Saved data entries

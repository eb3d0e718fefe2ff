//! Integer Gaussian and first-derivative-of-Gaussian taps.
//!
//! Taps are scaled by 255 and truncated to integers:
//!
//! - smoothing: `g(r) = exp(-r² / 2σ²)`, symmetric, `g(0) = 255`
//! - derivative: `r · exp(-r² / 2σ²) / σ²`, antisymmetric, zero at the centre,
//!   positive for positive offsets (responds positively to rising intensity)
//!
//! The support is `2·radius + 1` taps regardless of σ; σ only shapes the
//! weights. The default radius is [`DEFAULT_RADIUS`].

/// Samples either side of the centre tap.
pub const DEFAULT_RADIUS: usize = 3;

/// Value added to derivative outputs so that zero maps to mid-gray.
pub const DERIVATIVE_BIAS: i32 = 128;

/// Trait implemented by separable 1D integer filters.
pub trait SeparableFilter {
    /// Taps in left-to-right order, `2·radius + 1` long.
    fn taps(&self) -> &[i32];

    /// Divisor applied to the folded convolution sum.
    fn normalizer(&self) -> i32;

    /// Offset added after normalisation (before clamping to a byte).
    fn bias(&self) -> i32;

    #[inline]
    fn radius(&self) -> usize {
        self.taps().len() / 2
    }
}

#[derive(Clone, Copy, Debug, PartialEq, Eq)]
pub enum KernelKind {
    Smoothing,
    Derivative,
}

#[derive(Clone, Debug, PartialEq, Eq)]
pub struct GaussianKernel {
    kind: KernelKind,
    taps: Vec<i32>,
    normalizer: i32,
}

impl GaussianKernel {
    pub fn smoothing(sigma: f64, radius: usize) -> Self {
        let sigma2 = sigma * sigma;
        let r = radius as isize;
        let taps: Vec<i32> = (-r..=r)
            .map(|i| {
                if i == 0 {
                    255
                } else {
                    let d = (i * i) as f64;
                    ((-d / (2.0 * sigma2)).exp() * 255.0) as i32
                }
            })
            .collect();
        let normalizer = taps.iter().sum::<i32>().max(1);
        Self {
            kind: KernelKind::Smoothing,
            taps,
            normalizer,
        }
    }

    pub fn derivative(sigma: f64, radius: usize) -> Self {
        let sigma2 = sigma * sigma;
        let r = radius as isize;
        let taps: Vec<i32> = (-r..=r)
            .map(|i| {
                let a = i.unsigned_abs() as f64;
                let mag = ((a * (-(a * a) / (2.0 * sigma2)).exp() / sigma2) * 255.0) as i32;
                i.signum() as i32 * mag
            })
            .collect();
        // Twice the magnitude of the negative lobe.
        let negative_lobe: i32 = taps[..radius].iter().sum();
        let normalizer = (-2 * negative_lobe).max(1);
        Self {
            kind: KernelKind::Derivative,
            taps,
            normalizer,
        }
    }

    pub fn kind(&self) -> KernelKind {
        self.kind
    }

    /// Tap at signed offset `k` from the centre.
    #[inline]
    pub fn tap(&self, k: isize) -> i32 {
        self.taps[(k + self.radius() as isize) as usize]
    }

    /// Sum of taps for offsets in `from..=to` (zero when the range is empty).
    #[inline]
    pub fn weight_between(&self, from: isize, to: isize) -> i32 {
        if from > to {
            return 0;
        }
        (from..=to).map(|k| self.tap(k)).sum()
    }
}

impl SeparableFilter for GaussianKernel {
    #[inline]
    fn taps(&self) -> &[i32] {
        &self.taps
    }

    #[inline]
    fn normalizer(&self) -> i32 {
        self.normalizer
    }

    #[inline]
    fn bias(&self) -> i32 {
        match self.kind {
            KernelKind::Smoothing => 0,
            KernelKind::Derivative => DERIVATIVE_BIAS,
        }
    }
}

/// Convolve one line of samples, folding out-of-range taps onto the edge.
///
/// Output `i` is `clamp(Σ w·s / normalizer + bias, 0, 255)`, where taps that
/// would read before the first sample are accumulated onto `line[0]` and taps
/// past the last sample onto `line[n - 1]`.
pub fn convolve_line<F: SeparableFilter + ?Sized>(filter: &F, line: &[i32], out: &mut [u8]) {
    let n = line.len();
    if n == 0 {
        return;
    }
    let taps = filter.taps();
    let radius = filter.radius() as isize;
    let normalizer = filter.normalizer();
    let bias = filter.bias();
    let first = line[0];
    let last = line[n - 1];

    for (i, dst) in out.iter_mut().enumerate().take(n) {
        let i = i as isize;
        let start = (-i).max(-radius);
        let end = (n as isize - 1 - i).min(radius);

        let mut val = 0i32;
        for k in -radius..start {
            val += first * taps[(k + radius) as usize];
        }
        for k in start..=end {
            val += line[(i + k) as usize] * taps[(k + radius) as usize];
        }
        for k in end + 1..=radius {
            val += last * taps[(k + radius) as usize];
        }

        *dst = (val / normalizer + bias).clamp(0, 255) as u8;
    }
}
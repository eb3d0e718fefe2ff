//! Mosaic orchestration over one rectangle of a [`RasterSurface`].
//!
//! Stages, in order:
//!
//! 1. validate parameters, channel count and rect (no surface access yet),
//! 2. read the rect once and build the gradient maps,
//! 3. build the regular lattice and pull its vertices onto edges,
//! 4. process every cell into a fragment and apply the fragments in
//!    row-major cell order over a grout-filled output block,
//! 5. write the block back (or hand it out as a preview).
//!
//! All randomness derives from `params.seed`: the lattice jitter draws from
//! a master RNG, which then deals one seed per cell in row-major order. The
//! output is therefore identical with and without the `parallel` feature.
use super::params::MosaicParams;
use super::process::{process_cell, CellContext, CellOutcome};
use super::progress::{render_fraction, Progress, GRADIENT_SHARE};
use crate::diagnostics::{
    elapsed_ms, InputDescriptor, LatticeDescriptor, MosaicReport, TileStats, TimingBreakdown,
};
use crate::edges::gradient_maps;
use crate::error::MosaicError;
use crate::grid::localize;
use crate::image::{PixelBlock, RasterSurface, Rect, MAX_CHANNELS};
use crate::render::{Bevel, GroutColors, TileRenderer};
use log::{debug, warn};
use rand::rngs::StdRng;
use rand::{Rng, SeedableRng};
use std::time::Instant;

#[cfg(feature = "parallel")]
use rayon::prelude::*;

/// Run the mosaic over `rect` and write the result into `surface`.
pub fn run_mosaic<S, P>(
    surface: &mut S,
    rect: Rect,
    params: &MosaicParams,
    progress: &mut P,
) -> Result<MosaicReport, MosaicError>
where
    S: RasterSurface + ?Sized,
    P: Progress + ?Sized,
{
    let (out, mut report) = render(&*surface, rect, params, progress, false)?;
    let t0 = Instant::now();
    surface.set_block(rect.x, rect.y, rect.w, rect.h, &out.data)?;
    report.timings.total_ms += report.timings.lap("write", t0);
    Ok(report)
}

/// Run the mosaic over `rect` without touching `surface`. The returned block
/// covers exactly `rect`.
pub fn run_mosaic_preview<S, P>(
    surface: &S,
    rect: Rect,
    params: &MosaicParams,
    progress: &mut P,
) -> Result<(PixelBlock, MosaicReport), MosaicError>
where
    S: RasterSurface + ?Sized,
    P: Progress + ?Sized,
{
    render(surface, rect, params, progress, true)
}

/// Reject a run before any pixel is read.
pub fn check_request<S: RasterSurface + ?Sized>(
    surface: &S,
    rect: Rect,
    params: &MosaicParams,
) -> Result<(), MosaicError> {
    params.validate()?;
    let channels = surface.channels();
    if channels == 0 || channels > MAX_CHANNELS {
        return Err(MosaicError::UnsupportedChannels(channels));
    }
    let (width, height) = (surface.width(), surface.height());
    if rect.is_empty() || !rect.fits_within(width, height) {
        return Err(MosaicError::InvalidRect {
            rect,
            width,
            height,
        });
    }
    Ok(())
}

fn render<S, P>(
    surface: &S,
    rect: Rect,
    params: &MosaicParams,
    progress: &mut P,
    preview: bool,
) -> Result<(PixelBlock, MosaicReport), MosaicError>
where
    S: RasterSurface + ?Sized,
    P: Progress + ?Sized,
{
    check_request(surface, rect, params)?;
    let total_start = Instant::now();
    let mut timings = TimingBreakdown::default();
    let channels = surface.channels();

    let t0 = Instant::now();
    let raw = surface.get_block(rect.x, rect.y, rect.w, rect.h)?;
    let expected = rect.area() * channels;
    let actual = raw.len();
    let source = PixelBlock::from_raw(rect.w, rect.h, channels, raw)
        .ok_or(MosaicError::BufferSize { expected, actual })?;
    timings.lap("read", t0);

    let t0 = Instant::now();
    progress.update(0.0);
    let maps = gradient_maps(&source, params.std_dev, params.kernel_radius, params.border_magnitude());
    let ms = timings.lap("gradients", t0);
    progress.update(GRADIENT_SHARE);
    debug!(
        "mosaic: gradients {}x{} (sigma {:.2}, radius {}) in {:.3} ms",
        rect.w, rect.h, params.std_dev, params.kernel_radius, ms
    );

    let t0 = Instant::now();
    let tiling = params.tiling.tiling();
    let mut lattice = tiling.build_lattice(rect, params.tile_size);
    let ms = timings.lap("grid", t0);
    debug!(
        "mosaic: {:?} lattice {}x{} (x{}) in {:.3} ms",
        params.tiling,
        lattice.rows(),
        lattice.cols(),
        lattice.multiplicity(),
        ms
    );

    let t0 = Instant::now();
    let mut rng = StdRng::seed_from_u64(params.seed);
    localize(
        &mut lattice,
        &maps.magnitude,
        rect,
        params.tile_size,
        params.tile_neatness,
        &mut rng,
    );
    timings.lap("localize", t0);

    let t0 = Instant::now();
    let grout = GroutColors::resolve(params.grout, params.foreground, params.background, channels);
    let renderer = TileRenderer {
        source: &source,
        rect,
        grout,
        light: params.light(),
        bevel: Bevel {
            tile_height: params.tile_height,
            surface: params.surface,
        },
        supersample: params.supersample(),
    };
    let ctx = CellContext::new(renderer, &maps, params, &lattice);
    let jobs: Vec<(isize, isize, u64)> = lattice
        .render_cells()
        .map(|(row, col)| (row, col, rng.random::<u64>()))
        .collect();

    let mut out = PixelBlock::filled(rect.w, rect.h, channels, grout.back());
    let mut stats = TileStats::default();
    let mut diagnostics = Vec::new();
    let total = jobs.len();
    let mut apply = |i: usize, outcome: CellOutcome| {
        outcome.fragment.apply(&mut out);
        stats.merge(&outcome.stats);
        for d in outcome.diagnostics {
            warn!("mosaic: skipped tile, {d}");
            diagnostics.push(d);
        }
        progress.update(render_fraction(i + 1, total));
    };

    #[cfg(feature = "parallel")]
    {
        let outcomes: Vec<CellOutcome> = jobs
            .par_iter()
            .map(|&(row, col, seed)| process_cell(&ctx, tiling, &lattice, row, col, seed))
            .collect();
        for (i, outcome) in outcomes.into_iter().enumerate() {
            apply(i, outcome);
        }
    }
    #[cfg(not(feature = "parallel"))]
    {
        for (i, &(row, col, seed)) in jobs.iter().enumerate() {
            apply(i, process_cell(&ctx, tiling, &lattice, row, col, seed));
        }
    }
    let ms = timings.lap("render", t0);
    debug!(
        "mosaic: {} cells, {} tiles rendered, {} split, {} skipped in {:.3} ms",
        stats.cells, stats.rendered, stats.split, stats.skipped, ms
    );

    timings.total_ms = elapsed_ms(total_start);
    let report = MosaicReport {
        input: InputDescriptor {
            width: surface.width(),
            height: surface.height(),
            channels,
            rect,
            preview,
        },
        lattice: LatticeDescriptor::describe(tiling, &lattice),
        tiles: stats,
        diagnostics,
        timings,
    };
    Ok((out, report))
}
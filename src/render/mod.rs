//! Tile rendering: colour, coverage, bevel lighting and blending.
//!
//! - [`color`]: flat tile colour averaged over the pre-inset polygon.
//! - [`coverage`]: supersampled scanline coverage in `[0, 255]`.
//! - [`light`]: per-edge spec vectors and the bevel contribution.
//! - [`grout`]: highlight/grout colours for the surface's channel layout.
//! - [`fill`]: blend a tile into a [`TileFragment`].

pub mod color;
pub mod coverage;
pub mod fill;
pub mod grout;
pub mod light;

pub use color::average_color;
pub use coverage::{CoverageMask, SUPERSAMPLE};
pub use fill::{PixelWrite, TileFragment, TileRenderer, TileShade};
pub use grout::{luminance, GroutColors, GroutSource, Rgba};
pub use light::{light_vector, spec_vectors, Bevel, SpecVec, SurfaceKind, BEVEL_DIVISOR};
use std::env;
use std::path::Path;
use tile_mosaic::config::mosaic::load_gradient_config;
use tile_mosaic::edges::{gaussian_derivative, gradient_maps, Axis};
use tile_mosaic::image::io::{load_raster, save_field, save_pixels};
use tile_mosaic::image::{PixelBlock, RasterSurface, Rect};
use tile_mosaic::mosaic::check_request;

fn main() {
    env_logger::init();
    if let Err(err) = run() {
        eprintln!("Error: {err}");
        std::process::exit(1);
    }
}

fn run() -> Result<(), String> {
    let config_path = env::args().nth(1).ok_or_else(usage)?;
    let config = load_gradient_config(Path::new(&config_path))?;

    let raster = load_raster(&config.input)?;
    let rect = config
        .rect
        .unwrap_or(Rect::new(0, 0, raster.width(), raster.height()));
    check_request(&raster, rect, &config.params).map_err(|e| e.to_string())?;
    let raw = raster
        .get_block(rect.x, rect.y, rect.w, rect.h)
        .map_err(|e| e.to_string())?;
    let block = PixelBlock::from_raw(rect.w, rect.h, raster.channels(), raw)
        .ok_or_else(|| "surface returned a short block".to_string())?;

    let params = &config.params;
    let dir = &config.output_dir;
    for (axis, name) in [(Axis::Horizontal, "deriv_h.png"), (Axis::Vertical, "deriv_v.png")] {
        let d = gaussian_derivative(&block, axis, params.std_dev, params.kernel_radius);
        save_pixels(&d.data, d.w, d.h, d.channels, &dir.join(name))?;
    }
    let maps = gradient_maps(&block, params.std_dev, params.kernel_radius, params.border_magnitude());
    save_field(&maps.h_grad, &dir.join("h_grad.png"))?;
    save_field(&maps.v_grad, &dir.join("v_grad.png"))?;
    save_field(&maps.magnitude, &dir.join("magnitude.png"))?;
    println!("Gradient maps written to {}", dir.display());
    Ok(())
}

fn usage() -> String {
    "Usage: gradient_dump <config.json>".to_string()
}
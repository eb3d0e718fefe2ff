use super::lattice::{CellRef, Lattice};
use super::tiling::{CellPolygon, PolygonRole, Tiling, TilingKind};
use crate::error::GeometryError;
use crate::image::Rect;
use nalgebra::Point2;

/// Brick-offset hexagons. Each cell owns the top edge `0 → 1`, the right
/// corner `2` and the left corner `3` of its main hexagon; the auxiliary
/// hexagon fills the gap towards the lower-right neighbour.
#[derive(Clone, Copy, Debug, Default)]
pub struct Hexagons;

const MAIN: [(isize, isize, usize); 6] =
    [(0, 0, 0), (0, 0, 1), (0, 0, 2), (1, 0, 1), (1, 0, 0), (0, 0, 3)];
const AUXILIARY: [(isize, isize, usize); 6] =
    [(0, 0, 2), (0, 1, 3), (1, 1, 0), (1, 1, 3), (1, 0, 2), (1, 0, 1)];

/// Hexagon dimensions derived from the tile size.
#[derive(Clone, Copy, Debug, PartialEq)]
pub struct HexMetrics {
    /// Half height
    pub l1: f64,
    /// Edge length
    pub l2: f64,
    /// Horizontal inset of the slanted edges
    pub l3: f64,
    /// Horizontal period of one cell (main + auxiliary)
    pub width: f64,
    /// Vertical period
    pub height: f64,
}

impl HexMetrics {
    pub fn new(tile_size: f64) -> Self {
        let sqrt3 = 3f64.sqrt();
        let l1 = tile_size / 2.0;
        Self {
            l1,
            l2: l1 * 2.0 / sqrt3,
            l3: l1 / sqrt3,
            width: 6.0 * l1 / sqrt3,
            height: tile_size,
        }
    }
}

impl Tiling for Hexagons {
    fn kind(&self) -> TilingKind {
        TilingKind::Hexagons
    }

    fn multiplicity(&self) -> usize {
        4
    }

    fn build_lattice(&self, rect: Rect, tile_size: f64) -> Lattice {
        let m = HexMetrics::new(tile_size);
        let rows = ((rect.h as f64 + m.height - 1.0) / m.height) as usize;
        let cols = ((rect.w as f64 + m.width * 2.0 - 1.0) / m.width) as usize;
        let mut lattice = Lattice::new(rows, cols, 4);
        let (x1, y1) = (rect.x as f64, rect.y as f64);

        let cells: Vec<_> = lattice.padded_cells().collect();
        for (pts, (i, j)) in lattice.vertices_mut().chunks_exact_mut(4).zip(cells) {
            let p0 = Point2::new(x1 + m.width * j as f64 + m.l3, y1 + m.height * i as f64);
            let p1 = Point2::new(p0.x + m.l2, p0.y);
            pts[0] = p0;
            pts[1] = p1;
            pts[2] = Point2::new(p1.x + m.l3, p1.y + m.l1);
            pts[3] = Point2::new(p0.x - m.l3, p0.y + m.l1);
        }
        lattice
    }

    fn cell_polygons(&self, cell: CellRef<'_>) -> Result<Vec<CellPolygon>, GeometryError> {
        Ok(vec![
            CellPolygon::assemble(PolygonRole::MainHexagon, &cell, &MAIN)?,
            CellPolygon::assemble(PolygonRole::AuxiliaryHexagon, &cell, &AUXILIARY)?,
        ])
    }
}

#[cfg(test)]
mod tests {
    use super::*;

    #[test]
    fn main_and_auxiliary_are_congruent_hexagons() {
        let lattice = Hexagons.build_lattice(Rect::new(0, 0, 100, 100), 20.0);
        let polys = Hexagons.cell_polygons(lattice.cell(1, 1)).expect("assembles");
        assert_eq!(polys.len(), 2);
        let m = HexMetrics::new(20.0);
        // Regular hexagon with height 2·l1 has area 3·l2·l1.
        let expected = 3.0 * m.l2 * m.l1;
        for p in &polys {
            assert_eq!(p.polygon.len(), 6);
            assert!((p.polygon.area() - expected).abs() < 1e-9);
        }
    }

    #[test]
    fn auxiliary_is_offset_half_a_row() {
        let lattice = Hexagons.build_lattice(Rect::new(0, 0, 100, 100), 20.0);
        let polys = Hexagons.cell_polygons(lattice.cell(0, 0)).expect("assembles");
        let main = polys[0].polygon.center().expect("non-empty");
        let aux = polys[1].polygon.center().expect("non-empty");
        assert!((aux.y - main.y - 10.0).abs() < 1e-9);
        assert!(aux.x > main.x);
    }

    #[test]
    fn grid_covers_rect() {
        let m = HexMetrics::new(15.0);
        let lattice = Hexagons.build_lattice(Rect::new(0, 0, 100, 50), 15.0);
        assert!(lattice.rows() as f64 * m.height >= 50.0);
        assert!(lattice.cols() as f64 * m.width >= 100.0);
    }
}
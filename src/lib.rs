#![doc = include_str!("../README.md")]

// Public modules (stable-ish surface)
pub mod diagnostics;
pub mod error;
pub mod image;
pub mod mosaic;

// Building blocks of the pipeline, public for tools and tests.
pub mod config;
pub mod edges;
pub mod grid;
pub mod polygon;
pub mod render;

// --- High-level re-exports -------------------------------------------------

pub use crate::error::{GeometryError, MosaicError};
pub use crate::grid::TilingKind;
pub use crate::image::{OwnedRaster, RasterSurface, Rect, SurfaceError};
pub use crate::mosaic::{run_mosaic, run_mosaic_preview, MosaicParams, NoProgress, Progress};
pub use crate::render::{GroutSource, SurfaceKind};

pub use crate::diagnostics::{MosaicReport, TileDiagnostic, TileStats};

// --- Prelude ---------------------------------------------------------------

/// Small prelude for quick experiments.
///
/// ```no_run
/// use tile_mosaic::prelude::*;
///
/// # fn main() -> Result<(), MosaicError> {
/// let mut raster = OwnedRaster::filled(64, 48, 3, &[128, 128, 128]);
/// let params = MosaicParams {
///     tiling: TilingKind::Squares,
///     tile_size: 16.0,
///     ..Default::default()
/// };
/// let report = run_mosaic(&mut raster, Rect::new(0, 0, 64, 48), &params, &mut NoProgress)?;
/// println!("rendered {} tiles", report.tiles.rendered);
/// # Ok(())
/// # }
/// ```
pub mod prelude {
    pub use crate::{
        run_mosaic, run_mosaic_preview, GroutSource, MosaicError, MosaicParams, MosaicReport,
        NoProgress, OwnedRaster, RasterSurface, Rect, SurfaceKind, TilingKind,
    };
}
//! Run parameters for one mosaic operation.
//!
//! Defaults reproduce the classic filter: 15 px hexagons with 4 px bevels,
//! 1 px grout, 0.65 neatness and light from 135°. Every run validates its
//! parameters before the surface is read.
use crate::error::MosaicError;
use crate::grid::TilingKind;
use crate::render::coverage::SUPERSAMPLE;
use crate::render::{light_vector, GroutSource, Rgba, SurfaceKind};
use nalgebra::Vector2;
use serde::{Deserialize, Serialize};

/// Gates deciding whether a tile straddles a genuine edge.
#[derive(Clone, Copy, Debug, PartialEq, Serialize, Deserialize)]
#[serde(default)]
pub struct SplitThresholds {
    /// Gradient magnitude a pixel (and a tile's mean direction) must exceed
    pub magnitude: f64,
    /// Minimum share of strong pixels inside a tile
    pub strong_fraction: f64,
    /// Maximum `2 · distance / tile_size` between the strong-pixel centroid
    /// and the tile centre
    pub distance_ratio: f64,
}

impl Default for SplitThresholds {
    fn default() -> Self {
        Self {
            magnitude: 7.5,
            strong_fraction: 0.1,
            distance_ratio: 0.5,
        }
    }
}

#[derive(Clone, Debug, PartialEq, Serialize, Deserialize)]
#[serde(default)]
pub struct MosaicParams {
    /// Nominal tile edge in pixels
    pub tile_size: f64,
    /// Bevel depth in pixels
    pub tile_height: f64,
    /// Grout width in pixels
    pub tile_spacing: f64,
    /// 0 = fully jittered, 1 = regular lattice
    pub tile_neatness: f64,
    pub allow_split: bool,
    /// Light direction in degrees
    pub light_dir: f64,
    /// Amplitude of the per-tile brightness variation, 0..=1
    pub color_variation: f64,
    pub antialiasing: bool,
    /// Fill tiles with their average colour instead of the source pixels
    pub color_averaging: bool,
    pub tiling: TilingKind,
    pub surface: SurfaceKind,
    pub grout: GroutSource,
    pub seed: u64,
    /// σ of the edge-detection Gaussian
    pub std_dev: f64,
    pub kernel_radius: usize,
    /// Highlight colour for [`GroutSource::ForegroundBackground`]
    pub foreground: Rgba,
    /// Grout colour for [`GroutSource::ForegroundBackground`]
    pub background: Rgba,
    pub thresholds: SplitThresholds,
}

impl Default for MosaicParams {
    fn default() -> Self {
        Self {
            tile_size: 15.0,
            tile_height: 4.0,
            tile_spacing: 1.0,
            tile_neatness: 0.65,
            allow_split: true,
            light_dir: 135.0,
            color_variation: 0.2,
            antialiasing: true,
            color_averaging: true,
            tiling: TilingKind::Hexagons,
            surface: SurfaceKind::Smooth,
            grout: GroutSource::BlackWhite,
            seed: 0,
            std_dev: 1.0,
            kernel_radius: crate::edges::DEFAULT_RADIUS,
            foreground: [0, 0, 0, 255],
            background: [255, 255, 255, 255],
            thresholds: SplitThresholds::default(),
        }
    }
}

impl MosaicParams {
    pub fn validate(&self) -> Result<(), MosaicError> {
        if !self.tile_size.is_finite() || self.tile_size < 1.0 {
            return Err(MosaicError::config("tile_size", format!("{} is below 1", self.tile_size)));
        }
        non_negative("tile_height", self.tile_height)?;
        non_negative("tile_spacing", self.tile_spacing)?;
        unit_range("tile_neatness", self.tile_neatness)?;
        unit_range("color_variation", self.color_variation)?;
        if !self.light_dir.is_finite() {
            return Err(MosaicError::config("light_dir", "must be finite"));
        }
        if !self.std_dev.is_finite() || self.std_dev <= 0.0 {
            return Err(MosaicError::config("std_dev", format!("{} must be positive", self.std_dev)));
        }
        if self.kernel_radius == 0 {
            return Err(MosaicError::config("kernel_radius", "must be at least 1"));
        }
        non_negative("thresholds.magnitude", self.thresholds.magnitude)?;
        non_negative("thresholds.strong_fraction", self.thresholds.strong_fraction)?;
        non_negative("thresholds.distance_ratio", self.thresholds.distance_ratio)?;
        Ok(())
    }

    /// Inset factor towards the tile centre that opens the grout gap.
    pub fn inset_scale(&self) -> f64 {
        if self.tile_spacing > self.tile_size / 2.0 {
            0.5
        } else {
            1.0 - self.tile_spacing / self.tile_size
        }
    }

    #[inline]
    pub fn supersample(&self) -> i32 {
        if self.antialiasing {
            SUPERSAMPLE
        } else {
            1
        }
    }

    #[inline]
    pub fn light(&self) -> Vector2<f64> {
        light_vector(self.light_dir)
    }

    /// Magnitude written on the rect border, the threshold cast to a byte.
    #[inline]
    pub fn border_magnitude(&self) -> u8 {
        self.thresholds.magnitude.clamp(0.0, 255.0) as u8
    }

    /// Build parameters from the classic integer codes.
    pub fn with_codes(mut self, tiling: i32, surface: i32, grout: i32) -> Result<Self, MosaicError> {
        self.tiling = TilingKind::try_from(tiling)?;
        self.surface = SurfaceKind::try_from(surface)?;
        self.grout = GroutSource::try_from(grout)?;
        Ok(self)
    }
}

fn non_negative(field: &'static str, v: f64) -> Result<(), MosaicError> {
    if v.is_finite() && v >= 0.0 {
        Ok(())
    } else {
        Err(MosaicError::config(field, format!("{v} must be finite and non-negative")))
    }
}

fn unit_range(field: &'static str, v: f64) -> Result<(), MosaicError> {
    if (0.0..=1.0).contains(&v) {
        Ok(())
    } else {
        Err(MosaicError::config(field, format!("{v} is outside [0, 1]")))
    }
}
//! The mosaic operation: parameters, per-cell processing and the pipeline
//! that drives them over a raster surface.

pub mod params;
pub mod pipeline;
pub mod process;
pub mod progress;

pub use params::{MosaicParams, SplitThresholds};
pub use pipeline::{check_request, run_mosaic, run_mosaic_preview};
pub use process::{find_poly_dir, should_split, split_polygon, PolyDirection};
pub use progress::{NoProgress, Progress};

• _Your goal_
Using only the entries above, output the line with "for k in end", the line with "use rand::rngs::StdRng;", and all lines between them, exactly as they stand.

• _Result_
        for k in end + 1..=radius {
            val += last * taps[(k + radius) as usize];
        }

        *dst = (val / normalizer + bias).clamp(0, 255) as u8;
    }
}
repository eb3d0e718fefe2ff
//! Mosaic orchestration over one rectangle of a [`RasterSurface`].
//!
//! Stages, in order:
//!
//! 1. validate parameters, channel count and rect (no surface access yet),
//! 2. read the rect once and build the gradient maps,
//! 3. build the regular lattice and pull its vertices onto edges,
//! 4. process every cell into a fragment and apply the fragments in
//!    row-major cell order over a grout-filled output block,
//! 5. write the block back (or hand it out as a preview).
//!
//! All randomness derives from `params.seed`: the lattice jitter draws from
//! a master RNG, which then deals one seed per cell in row-major order. The
//! output is therefore identical with and without the `parallel` feature.
use super::params::MosaicParams;
use super::process::{process_cell, CellContext, CellOutcome};
use super::progress::{render_fraction, Progress, GRADIENT_SHARE};
use crate::diagnostics::{
    elapsed_ms, InputDescriptor, LatticeDescriptor, MosaicReport, TileStats, TimingBreakdown,
};
use crate::edges::gradient_maps;
use crate::error::MosaicError;
use crate::grid::localize;
use crate::image::{PixelBlock, RasterSurface, Rect, MAX_CHANNELS};
use crate::render::{Bevel, GroutColors, TileRenderer};
use log::{debug, warn};
use rand::rngs::StdRng;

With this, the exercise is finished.